Le 25 novembre dernier, la Fédération du commerce et de la distribution a annoncé le lancement d’une campagne d’information commune à l’ensemble des enseignes de la grande distribution. Le but : mieux accompagner les personnes salariées victimes de violences conjugales et intra-familiales.

La Fédération du commerce et de la distribution (FCD) s’est récemment saisie du sujet des violences conjugales, consciente de la surexposition des jeunes femmes et des personnes salariées de ce secteur vivant en zones rurales et ayant un faible niveau de qualification professionnelle. En effet, 50% des féminicides ont lieu au sein des zones rurales, qui abritent 33% de la population française.

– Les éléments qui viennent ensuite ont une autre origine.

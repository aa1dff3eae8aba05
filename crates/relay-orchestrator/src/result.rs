//! Terminal outcome of a run

use relay_utils::{ErrorCategory, ErrorKind, ExitCode, UserFriendlyError};
use serde::Serialize;
use serde::de::DeserializeOwned;
use serde_json::Value;
use thiserror::Error;

/// A validated reply
#[derive(Debug, Clone, PartialEq)]
pub struct Extraction {
    pub provider: String,
    pub parsed_data: Value,
    pub raw_text: String,
    /// Providers abandoned before the win, plus one if the guard prompt won
    pub retries: u32,
    pub elapsed_ms: u64,
    /// The reply needed the bounded JSON repair
    pub repaired: bool,
}

impl Extraction {
    /// Deserialize the validated value into a domain type
    ///
    /// # Errors
    ///
    /// Returns the serde error if the value does not fit `T`.
    pub fn parse_into<T: DeserializeOwned>(&self) -> Result<T, serde_json::Error> {
        T::deserialize(&self.parsed_data)
    }
}

/// Why a run produced no extraction
#[derive(Error, Debug, Clone, PartialEq, Eq)]
pub enum OrchestrationError {
    #[error("No enabled provider is configured")]
    NoProviderConfigured,

    #[error("Time budget exhausted after {elapsed_ms} ms before any provider could be called")]
    BudgetExceeded { elapsed_ms: u64 },

    #[error("All providers failed{}", .last_provider.as_ref().map(|p| format!(" (last: {p})")).unwrap_or_default())]
    AllProvidersFailed {
        last_provider: Option<String>,
        last_raw_text: Option<String>,
        last_error: Option<ErrorKind>,
    },

    #[error("Prompt template '{template}' is unavailable: {reason}")]
    PromptUnavailable { template: String, reason: String },
}

impl OrchestrationError {
    #[must_use]
    pub const fn kind(&self) -> ErrorKind {
        match self {
            Self::NoProviderConfigured => ErrorKind::NoProviderConfigured,
            Self::BudgetExceeded { .. } => ErrorKind::BudgetExceeded,
            Self::AllProvidersFailed { .. } => ErrorKind::AllProvidersFailed,
            Self::PromptUnavailable { .. } => ErrorKind::PromptUnavailable,
        }
    }

    #[must_use]
    pub fn exit_code(&self) -> ExitCode {
        ExitCode::from(self.kind())
    }

    /// Whether repeating the same run later may succeed
    #[must_use]
    pub const fn is_retryable(&self) -> bool {
        matches!(
            self,
            Self::AllProvidersFailed { .. } | Self::BudgetExceeded { .. }
        )
    }
}

impl UserFriendlyError for OrchestrationError {
    fn user_message(&self) -> String {
        match self {
            Self::NoProviderConfigured => {
                "No provider is available to handle this request".to_string()
            }
            Self::BudgetExceeded { .. } => {
                "The request ran out of time before a provider could be called".to_string()
            }
            Self::AllProvidersFailed { .. } => {
                "Every provider failed to produce a usable reply".to_string()
            }
            Self::PromptUnavailable { template, .. } => {
                format!("Prompt template '{template}' could not be loaded")
            }
        }
    }

    fn context(&self) -> Option<String> {
        match self {
            Self::NoProviderConfigured => Some(
                "Providers are disabled when their API key variable is unset or when \
                 enabled = false."
                    .to_string(),
            ),
            Self::BudgetExceeded { elapsed_ms } => Some(format!(
                "{elapsed_ms} ms elapsed; a new attempt needs more than the start buffer left."
            )),
            Self::AllProvidersFailed {
                last_provider,
                last_error,
                ..
            } => Some(format!(
                "Last provider: {}; last error: {}",
                last_provider.as_deref().unwrap_or("none"),
                last_error.map_or("none", |k| k.as_str())
            )),
            Self::PromptUnavailable { reason, .. } => Some(reason.clone()),
        }
    }

    fn suggestions(&self) -> Vec<String> {
        match self {
            Self::NoProviderConfigured => vec![
                "Add a [providers.<id>] section to .relay/config.toml".to_string(),
                "Export the API key variable named by api_key_env".to_string(),
                "Run 'relay providers' to see which providers are enabled".to_string(),
            ],
            Self::BudgetExceeded { .. } => vec![
                "Increase [orchestrator] budget_ms or pass --budget-ms".to_string(),
            ],
            Self::AllProvidersFailed { .. } => vec![
                "Try again in a few moments".to_string(),
                "Run with --verbose to see each attempt".to_string(),
            ],
            Self::PromptUnavailable { .. } => vec![
                "Check [prompts] dir and the template name".to_string(),
            ],
        }
    }

    fn category(&self) -> ErrorCategory {
        match self {
            Self::NoProviderConfigured | Self::PromptUnavailable { .. } => {
                ErrorCategory::Configuration
            }
            Self::BudgetExceeded { .. } => ErrorCategory::ResourceLimits,
            Self::AllProvidersFailed { .. } => ErrorCategory::ProviderIntegration,
        }
    }
}

/// Exactly one per run
pub type OrchestrationResult = Result<Extraction, OrchestrationError>;

/// Serializable form of an [`OrchestrationResult`]
#[derive(Debug, Clone, PartialEq, Serialize)]
#[serde(untagged)]
pub enum RunReport {
    Success(SuccessReport),
    Failure(FailureReport),
}

#[derive(Debug, Clone, PartialEq, Serialize)]
#[serde(rename_all = "camelCase")]
pub struct SuccessReport {
    pub ok: bool,
    pub task: String,
    pub provider: String,
    pub retries: u32,
    pub elapsed_ms: u64,
    pub repaired: bool,
    pub data: Value,
}

#[derive(Debug, Clone, PartialEq, Serialize)]
#[serde(rename_all = "camelCase")]
pub struct FailureReport {
    pub ok: bool,
    pub task: String,
    pub error_kind: ErrorKind,
    pub message: String,
    #[serde(skip_serializing_if = "Option::is_none")]
    pub last_provider: Option<String>,
    #[serde(skip_serializing_if = "Option::is_none")]
    pub last_raw_text: Option<String>,
    #[serde(skip_serializing_if = "Option::is_none")]
    pub last_error: Option<ErrorKind>,
    #[serde(skip_serializing_if = "Vec::is_empty")]
    pub suggestions: Vec<String>,
}

impl RunReport {
    #[must_use]
    pub fn new(task_id: &str, result: &OrchestrationResult) -> Self {
        match result {
            Ok(extraction) => Self::Success(SuccessReport {
                ok: true,
                task: task_id.to_string(),
                provider: extraction.provider.clone(),
                retries: extraction.retries,
                elapsed_ms: extraction.elapsed_ms,
                repaired: extraction.repaired,
                data: extraction.parsed_data.clone(),
            }),
            Err(error) => {
                let (last_provider, last_raw_text, last_error) = match error {
                    OrchestrationError::AllProvidersFailed {
                        last_provider,
                        last_raw_text,
                        last_error,
                    } => (last_provider.clone(), last_raw_text.clone(), *last_error),
                    _ => (None, None, None),
                };
                Self::Failure(FailureReport {
                    ok: false,
                    task: task_id.to_string(),
                    error_kind: error.kind(),
                    message: error.user_message(),
                    last_provider,
                    last_raw_text,
                    last_error,
                    suggestions: error.suggestions(),
                })
            }
        }
    }

    #[must_use]
    pub fn is_ok(&self) -> bool {
        matches!(self, Self::Success(_))
    }
}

Écouter et protéger les victimes

Un dispositif est ainsi en cours d’implémentation, au sein de la branche professionnelle, afin de sensibiliser l’ensemble des parties prenantes et de proposer des solutions immédiates aux 650 000 employés du secteur. Celui-ci comprend ainsi l’écoute et l’orientation des victimes vers des structures partenaires associatives et publiques en mesure de fournir une assistance juridique, psychologique et sociale. En outre, des solutions concrètes sont prévues, telle que la garantie d’hébergement d’urgence, alors que 40 % des victimes de violences conjugales sont laissées sans solution d’hébergement d’urgence selon la Fondation des femmes. Parmi les mesures, figurent aussi, la mobilité géographique professionnelle d’urgence, l’aménagement des horaires ou encore des autorisations d’absences.

La formation des services de ressources humaines est également prévue en vue d’accompagner au mieux les personnes concernées.

Layla Rahhou, déléguée générale de la FCD souligne “un engagement historique des entreprises de la branche sur ce sujet si crucial”, et rappelle que “la distribution, figurant parmi les principaux employeurs français, a un rôle majeur à jouer auprès de ses salariés”.

Satya Goetz Lancel, Responsable de gestion de crises des Magasins U et en charge du sujet inter-enseignes sur les violences conjugales de la FCD, a été l’une des premières à se saisir de ce sujet essentiel, et a œuvré à la mise en place d’une politique relative au soutien des salariés victimes de violences conjugales au sein de la Coopérative U. Un engagement pris à la suite du décès d’une collaboratrice victime de violences conjugales, en 2018. Satya Goetz Lancel se réjouit aujourd’hui du chemin accompli, et d’une “innovation née de problématiques rencontrées sur le terrain”.

À lire : Ingrid Crambes-Tisserand et Satya Goetz Lancel (Magasins U) : "On ne peut pas séparer vie professionnelle et personnelle sur les enjeux de violence"

Celle à qui l’on a d’abord dit que modéliser un dispositif de soutien et l’étendre à l’ensemble des enseignes était impossible perçoit dans cet accord de branche les prémices d’un changement social profond. Convaincue du rôle des entreprises dans la lutte contre les violences conjugales ou intra-familiales, Satya Goetz Lancel constate que “les enseignes se montrent très volontaires, tant qu’elles sont formées à utiliser des outils”.

Changer le droit du travail

Le 19 novembre 2024, le député LFI Louis Boyard déposait une proposition de loi visant à protéger les personnes victimes de violences conjugales dans le monde du travail. Cosignée par des représentants des Verts, du Parti socialiste et du Parti communiste et fondée sur les recommandations énoncées par l’Organisation internationale du travail (OIT) dès 2019, elle a pour objectif de rattraper le retard de la France en prévoyant plusieurs protections pour les employés.

Parmi celles-ci figurent l’interdiction de licenciement des victimes et la possibilité de bénéficier de dix jours de congés supplémentaires, afin d’effectuer les démarches administratives et judiciaires nécessaires. Est également prévue une dispense de préavis en cas de démission ou de rupture conventionnelle.

Le texte propose par ailleurs de reconnaître des droits supplémentaires : le droit à la mobilité géographique et fonctionnelle afin que la victime puisse changer de lieu de travail si elle le souhaite, lorsque l’entreprise dispose de plusieurs établissements, ainsi que le droit à un aménagement du temps de travail, entre autres. Reste à espérer que ce texte retiendra l’attention du gouvernement et des députés afin que la précarité ne vienne pas s’ajouter à la violence, dans le cortège des maux dont sont victimes les plus fragiles.